Let me walk you through some of the features, starting from the top:
*Seven day and hourly forecasts: We've developed a simple interface to quickly get a seven day forecast for any zipcode or city, state search. We also include a tab to get the hourly forecast for the next 24 hours. These forecasts originate from National Weather Service data. Coming soon: the ability to search international locations as well.
*Capital Weather Gang gateway: Here we include summary text from the latest CWG forecast as well as links to recent CWG posts, features, and tools. This gateway will be updated daily.
*Weather Wall: This is the "heart" of the page with a number of different views for accessing radar and satellite imagery, current weather conditions, a live view of the National Mall, and much more. Several of these views are interactive allowing you to pan and zoom, and add and subtract layers. Some of the views on this wall will change according to season. For example, right now we feature a "Snow/ski" view which provides access to ski resort information and snow conditions, a snow cover overlay, snow potential overlays and more. During tropical season, we'll add interactive hurricane tracking. Finally, in time, we plan to integrate additional maps, multimedia and imagery into this wall. Click on the "i" icon in the upper right hand corner of the wall to learn more about using the interactive maps (or iMAPs). Be patient in allowing the interactive maps to load (they use Flash).
*Weather on Twitter: In this area, we've aggregated some of the best local and national weather Twitter feeds so you can keep your hands on the pulse of the weather world. Some of the Twitter feeds are from big weather companies like The Weather Channel and AccuWeather; others are personalities such as Doug Hill, Topper Shutt and Jim Cantore. CWG's Twitter feed is also integrated into this. The tweets in this area will change constantly.
*Featured Comments: Here we highlight some of the most interesting, insightful, and/or entertaining comments from Capital Weather Gang readers, Twitter followers and Facebook fans. We'll update this every day or so.
*D.C. Area Weather Meters: This is a mix of health and lifestyle indices to help you judge how the weather will make you look and/or feel when you head out. Some of these originate from government agencies, like the UV and Air Quality Index. Others were developed by the Capital Weather Gang, such as the Golf Comfort Index and Hair Quality Index. We'll be developing more of these over time. Feel free to comment with your requests for meters.

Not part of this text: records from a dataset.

//! Stage graph and per-pair fan-out.
//!
//! ```text
//! makesprites            (standalone, on demand)
//! clean ──▶ build ──▶ zip
//! ```
//!
//! Asking for a stage runs its dependencies first, each exactly once
//! ([`plan`]). Within a stage every pair is an independent unit of work
//! executed on the rayon pool; the stage settles when all units have, and
//! the first failing unit fails the stage and stops the run. Units of one
//! stage write disjoint folders, so nothing is locked.
//!
//! Metadata and configuration are loaded once by the caller and handed in
//! through [`Context`]; stages only read them.

use crate::archive::{self, ArchiveError, ArchiveReport};
use crate::bundle::{self, BundleError, PairBuild};
use crate::clean::{self, CleanError, CleanReport};
use crate::config::{ConfigError, PipelineConfig, ProjectPaths};
use crate::inject;
use crate::layout::{LayoutError, discover_existing_pairs, discover_pairs};
use crate::metadata::Metadata;
use crate::naming::{parse_size, pixel_dimensions};
use crate::sprite::{self, SkipReason, SpriteError, SpriteOptions, SpriteOutcome};
use crate::types::{Pair, Selection};
use rayon::prelude::*;
use std::fmt;
use std::path::{Path, PathBuf};
use thiserror::Error;

/// Size folder that never gets a sprite sheet.
pub const SPRITELESS_SIZE: &str = "tablet";

#[derive(Debug, Clone, Copy, PartialEq, Eq, Hash)]
pub enum Stage {
    Clean,
    MakeSprites,
    Build,
    Zip,
}

impl Stage {
    pub const ALL: [Stage; 4] = [Stage::Clean, Stage::MakeSprites, Stage::Build, Stage::Zip];

    pub fn name(self) -> &'static str {
        match self {
            Stage::Clean => "clean",
            Stage::MakeSprites => "makesprites",
            Stage::Build => "build",
            Stage::Zip => "zip",
        }
    }

    /// Stages that must have settled before this one starts.
    pub fn dependencies(self) -> &'static [Stage] {
        match self {
            Stage::Clean | Stage::MakeSprites => &[],
            Stage::Build => &[Stage::Clean],
            Stage::Zip => &[Stage::Build],
        }
    }
}

impl fmt::Display for Stage {
    fn fmt(&self, f: &mut fmt::Formatter<'_>) -> fmt::Result {
        f.write_str(self.name())
    }
}

/// Stages to run for `target`, dependencies first, each once.
pub fn plan(target: Stage) -> Vec<Stage> {
    fn visit(stage: Stage, order: &mut Vec<Stage>) {
        if order.contains(&stage) {
            return;
        }
        for &dep in stage.dependencies() {
            visit(dep, order);
        }
        order.push(stage);
    }
    let mut order = Vec::new();
    visit(target, &mut order);
    order
}

/// Failure of one pair's unit of work.
#[derive(Error, Debug)]
pub enum PairError {
    #[error(transparent)]
    Sprite(#[from] SpriteError),
    #[error(transparent)]
    Bundle(#[from] BundleError),
    #[error(transparent)]
    Archive(#[from] ArchiveError),
}

#[derive(Error, Debug)]
pub enum PipelineError {
    #[error("invalid configuration: {0}")]
    Config(#[from] ConfigError),
    #[error("clean failed: {0}")]
    Clean(#[from] CleanError),
    #[error("{stage} failed: {source}")]
    Discover {
        stage: Stage,
        #[source]
        source: LayoutError,
    },
    #[error("{stage} failed for {pair}: {source}")]
    Pair {
        stage: Stage,
        pair: Pair,
        #[source]
        source: PairError,
    },
}

/// Immutable inputs shared by every stage.
#[derive(Debug, Clone)]
pub struct Context {
    pub root: PathBuf,
    pub paths: ProjectPaths,
    pub config: PipelineConfig,
    pub metadata: Metadata,
    /// Restricts `makesprites`; the other stages always cover every pair.
    pub selection: Selection,
}

impl Context {
    pub fn new(
        root: &Path,
        config: PipelineConfig,
        metadata: Metadata,
        selection: Selection,
    ) -> Self {
        Self {
            root: root.to_path_buf(),
            paths: config.paths.resolve(root),
            config,
            metadata,
            selection,
        }
    }
}

#[derive(Debug, Clone, PartialEq, Eq)]
pub struct PairSprite {
    pub pair: Pair,
    pub outcome: SpriteOutcome,
}

/// What a settled stage produced, per pair where applicable.
#[derive(Debug, Clone)]
pub enum StageReport {
    Clean(CleanReport),
    Sprites(Vec<PairSprite>),
    Build(Vec<PairBuild>),
    Zip(Vec<ArchiveReport>),
}

impl StageReport {
    pub fn stage(&self) -> Stage {
        match self {
            StageReport::Clean(_) => Stage::Clean,
            StageReport::Sprites(_) => Stage::MakeSprites,
            StageReport::Build(_) => Stage::Build,
            StageReport::Zip(_) => Stage::Zip,
        }
    }
}

/// Run one unit per pair on the pool; settle once all are done.
fn fan_out<T, F>(stage: Stage, pairs: &[Pair], unit: F) -> Result<Vec<T>, PipelineError>
where
    T: Send,
    F: Fn(&Pair) -> Result<T, PairError> + Sync,
{
    pairs
        .par_iter()
        .map(|pair| {
            unit(pair).map_err(|source| PipelineError::Pair {
                stage,
                pair: pair.clone(),
                source,
            })
        })
        .collect()
}

fn discover(stage: Stage) -> impl FnOnce(LayoutError) -> PipelineError {
    move |source| PipelineError::Discover { stage, source }
}

fn make_sprites(ctx: &Context) -> Result<Vec<PairSprite>, PipelineError> {
    let stage = Stage::MakeSprites;
    let pairs = discover_pairs(&ctx.paths.variants, &ctx.selection).map_err(discover(stage))?;
    let options = SpriteOptions::from(&ctx.config.sprites);
    fan_out(stage, &pairs, |pair| {
        let outcome = if pair.size == SPRITELESS_SIZE {
            tracing::debug!(pair = %pair, "size excluded from sprites");
            SpriteOutcome::Skipped(SkipReason::ExcludedSize)
        } else {
            sprite::build_sprite(&pair.dir_in(&ctx.paths.variants), &options)?
        };
        Ok(PairSprite {
            pair: pair.clone(),
            outcome,
        })
    })
}

fn build(ctx: &Context) -> Result<Vec<PairBuild>, PipelineError> {
    let stage = Stage::Build;
    let pairs = discover_pairs(&ctx.paths.variants, &Selection::all()).map_err(discover(stage))?;
    fan_out(stage, &pairs, |pair| {
        Ok(bundle::build_pair(
            pair,
            &ctx.paths,
            &ctx.config.build,
            &ctx.metadata,
        )?)
    })
}

fn zip(ctx: &Context) -> Result<Vec<ArchiveReport>, PipelineError> {
    let stage = Stage::Zip;
    let pairs = discover_existing_pairs(&ctx.paths.dev).map_err(discover(stage))?;
    fan_out(stage, &pairs, |pair| {
        Ok(archive::archive_pair(
            pair,
            &ctx.paths.dev,
            &ctx.paths.dist,
            &ctx.metadata,
            ctx.config.archive.compression_level,
        )?)
    })
}

/// Run a single stage, ignoring its dependencies.
///
/// Refuses to start when the output roots overlap the sources.
pub fn run_stage(ctx: &Context, stage: Stage) -> Result<StageReport, PipelineError> {
    ctx.paths.check_outputs(&ctx.root)?;
    tracing::info!(stage = %stage, "stage started");
    let report = match stage {
        Stage::Clean => StageReport::Clean(clean::clean(&ctx.paths.dev, &ctx.paths.dist)?),
        Stage::MakeSprites => StageReport::Sprites(make_sprites(ctx)?),
        Stage::Build => StageReport::Build(build(ctx)?),
        Stage::Zip => StageReport::Zip(zip(ctx)?),
    };
    tracing::info!(stage = %stage, "stage settled");
    Ok(report)
}

/// Run `target` and its dependencies in order.
///
/// `on_stage` sees each report as soon as its stage settles. All reports
/// are returned as well, in execution order.
pub fn run(
    ctx: &Context,
    target: Stage,
    mut on_stage: impl FnMut(Stage, &StageReport),
) -> Result<Vec<StageReport>, PipelineError> {
    let mut reports = Vec::new();
    for stage in plan(target) {
        let report = run_stage(ctx, stage)?;
        on_stage(stage, &report);
        reports.push(report);
    }
    Ok(reports)
}

// ============================================================================
// check
// ============================================================================

/// Findings of a dry run over the sources.
#[derive(Debug, Clone, Default)]
pub struct CheckReport {
    pub pairs: Vec<Pair>,
    /// Would fail `build`.
    pub problems: Vec<String>,
    /// Would build, but look suspicious.
    pub warnings: Vec<String>,
}

impl CheckReport {
    pub fn is_ok(&self) -> bool {
        self.problems.is_empty()
    }
}

/// Validate the source tree without writing anything.
///
/// Every pair is inspected; findings are collected rather than stopping at
/// the first one.
pub fn check(ctx: &Context) -> Result<CheckReport, PipelineError> {
    let pairs = discover_pairs(&ctx.paths.variants, &Selection::all())
        .map_err(discover(Stage::Build))?;
    let mut report = CheckReport::default();
    if let Err(err) = ctx.paths.check_outputs(&ctx.root) {
        report.problems.push(err.to_string());
    }

    for pair in &pairs {
        let dir = pair.dir_in(&ctx.paths.variants);
        if let Err(err) = inject::find_template(&dir) {
            report.problems.push(format!("{pair}: {err}"));
        }

        if parse_size(&pair.size).is_none() {
            let message = format!("{pair}: size {:?} is not <width>x<height>", pair.size);
            if ctx.config.build.strict_sizes {
                report.problems.push(message);
            } else {
                report.warnings.push(message);
            }
        } else if pixel_dimensions(&pair.size).is_none() {
            report
                .warnings
                .push(format!("{pair}: size {:?} has non-numeric dimensions", pair.size));
        }

        let sprites = dir.join(sprite::SPRITE_SOURCE_DIR);
        if pair.size != SPRITELESS_SIZE && !sprites.is_dir() {
            report
                .warnings
                .push(format!("{pair}: no {} folder", sprite::SPRITE_SOURCE_DIR));
        }
    }

    report.pairs = pairs;
    Ok(report)
}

*The Nation's Weather: This is a daily summary of weather across the U.S. from Weather Underground via the Associated Press.
*Weather News: Here we aggregate weather and climate news stories making headlines from newspapers and blogs from the around the world.
*D.C. Area Almanac: Access the averages and records for our three local airports for any day of the year.
*Moon Phase: A graphic representation of the current moon phase.
*Today in Weather History: Each day, we'll provide a snippet about some major weather event or climate factoid from D.C.'s weather past.
*Watches and Warnings: Here all active watches and warnings for the D.C. area will appear. Click on any advisory, and the advisory text from the National Weather Service will appear in a pop-up window.
In addition to all of these features, on the right side of the page underneath the advertisement, we provide many ways for you to stay connected with Washington Post Weather and the Capital Weather Gang through social media and e-mail updates.
Over time, we plan to continue adding features to enhance your weather experience. We view this as a first step in building a next generation weather page. We welcome and encourage your comments and feedback.